NASA vows that the Artemis project will land the first woman and the first person of colour on the Moon by 2025

But despite these promising results, Lovelace raised concerns about “the potential for the menstrual cycle to alter performance during spaceflight”, and it was another 23 years before Dr Sally Ride became the first American woman in space. Even in more recent years, female astronauts continue to find themselves greatly outnumbered. However, the upcoming Artemis missions hold the promise of fresh air (excuse the pun) and new opportunities.

NASA vows that the Artemis project will land the first woman and the first person of colour on the Moon by 2025. The project is a series of three increasingly complex missions, starting with a test flight that will launch an uncrewed Orion capsule into a distant orbit around the Moon before returning to Earth. After several delays and setbacks, including a failed ‘wet dress rehearsal’ in April that resulted in the rocket being rolled back off the launchpad, Artemis I is now due to launch no earlier than August 2022.

Despite being an uncrewed mission, the Artemis I rocket will carry three very important passengers: mannequins. These mannequins will be used to study the effects of space travel on the human body. In particular, two of the mannequins are designed to allow NASA scientists to study the effects of radiation in female astronauts. 

The female mannequins, Helga and Zohar, are specially designed to measure the effects of radiation by mimicking the female body and the organs within

For over half a decade, women have fought against a multitude of arguments stating why they should not be allowed in space. These arguments included menstruation, differences in personality and strength, and a lack of military training. Although many of these concerns have been resolved (or debunked), one discomforting possibility remains: female astronauts may be at greater risk of radiation-induced illnesses.

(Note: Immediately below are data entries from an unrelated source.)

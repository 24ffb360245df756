// ── Hardware address type ──
//
// Every station, LVAP BSSID, and subscription matcher is keyed by a
// 48-bit IEEE 802 address. Stored as raw octets so the broadcast and
// multicast bits can be inspected without reparsing.

use serde::{Deserialize, Serialize};
use std::fmt;
use std::str::FromStr;

use crate::error::CoreError;

/// MAC address, displayed in lowercase colon-separated format (aa:bb:cc:dd:ee:ff).
#[derive(Debug, Clone, Copy, PartialEq, Eq, Hash, PartialOrd, Ord, Serialize, Deserialize)]
#[serde(try_from = "String", into = "String")]
pub struct MacAddress([u8; 6]);

impl MacAddress {
    /// The all-zero address. Used on the wire to encode a wildcard matcher.
    pub const ZERO: Self = Self([0; 6]);

    /// The all-ones broadcast address.
    pub const BROADCAST: Self = Self([0xff; 6]);

    pub const fn from_octets(octets: [u8; 6]) -> Self {
        Self(octets)
    }

    pub const fn octets(&self) -> [u8; 6] {
        self.0
    }

    pub fn is_zero(&self) -> bool {
        *self == Self::ZERO
    }

    pub fn is_broadcast(&self) -> bool {
        *self == Self::BROADCAST
    }

    /// Group bit (least significant bit of the first octet). Broadcast is
    /// also a group address.
    pub fn is_multicast(&self) -> bool {
        self.0[0] & 0x01 == 0x01
    }

    /// True for addresses that can identify a single station.
    pub fn is_station(&self) -> bool {
        !self.is_zero() && !self.is_broadcast() && !self.is_multicast()
    }
}

impl fmt::Display for MacAddress {
    fn fmt(&self, f: &mut fmt::Formatter<'_>) -> fmt::Result {
        let [a, b, c, d, e, g] = self.0;
        write!(f, "{a:02x}:{b:02x}:{c:02x}:{d:02x}:{e:02x}:{g:02x}")
    }
}

impl FromStr for MacAddress {
    type Err = CoreError;

    /// Accepts colon-separated, dash-separated, or bare hex, in any case.
    fn from_str(s: &str) -> Result<Self, Self::Err> {
        let invalid = || CoreError::InvalidMacAddress {
            input: s.to_owned(),
        };

        let hex: String = s
            .trim()
            .chars()
            .filter(|c| *c != ':' && *c != '-')
            .collect();
        if hex.len() != 12 || !hex.chars().all(|c| c.is_ascii_hexdigit()) {
            return Err(invalid());
        }

        let mut octets = [0u8; 6];
        for (i, octet) in octets.iter_mut().enumerate() {
            let pair = hex.get(i * 2..i * 2 + 2).ok_or_else(invalid)?;
            *octet = u8::from_str_radix(pair, 16).map_err(|_| invalid())?;
        }
        Ok(Self(octets))
    }
}

impl TryFrom<String> for MacAddress {
    type Error = CoreError;

    fn try_from(s: String) -> Result<Self, Self::Error> {
        s.parse()
    }
}

impl From<MacAddress> for String {
    fn from(mac: MacAddress) -> Self {
        mac.to_string()
    }
}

Sources of powerful radiation are abundant in space, and during flight, astronauts are no longer naturally protected by an atmosphere as we are here on Earth. Some organs such as breasts and ovaries are particularly sensitive to radiation, putting female astronauts at greater risk of developing cancer than their male colleagues.

The female mannequins, Helga and Zohar, are specially designed to measure the effects of radiation by mimicking the female body and the organs within. Designed by Thomas Berger and his colleagues at the German Aerospace Centre in Cologne, the two mannequins host radiation detectors in sensitive regions within the torso. While Helga will act as a control study, Zohar will wear a specialised radiation-blocking vest called AstroRad built by the Israeli Space Agency. AstroRad vests have been trialled by astronauts on the International Space Station to test their fit, comfort, and mobility. The difference in the two mannequins’ attire will allow scientists to determine the effectiveness of the vests at protecting vital organs.

Each of the two mannequins will host 5600 passive radiation sensors that will count the total radiation dose over the course of the mission. They will also contain a series of battery-powered sensors to create a timeline of the radiation dose each mannequin experiences throughout the trip. Researchers can use this data to create a 3D image of the radiation exposure of the mannequins and identify the most vulnerable areas on the female body.

The use of female bodied mannequins in the Artemis I mission is key for the future of female astronauts, allowing scientists the opportunity to create inclusive designs, and compile vital, sex-specific data. Furthermore, NASA has shown that their promises aren’t empty and that moving forward we can, and should, expect support for female astronauts.

NASA intends to use the Artemis project to establish a long-term presence on the Moon. They will apply the knowledge they gain from areas on and around the Moon to make their next big leap: sending the first astronauts to Mars. Perhaps we will see true female representation there too.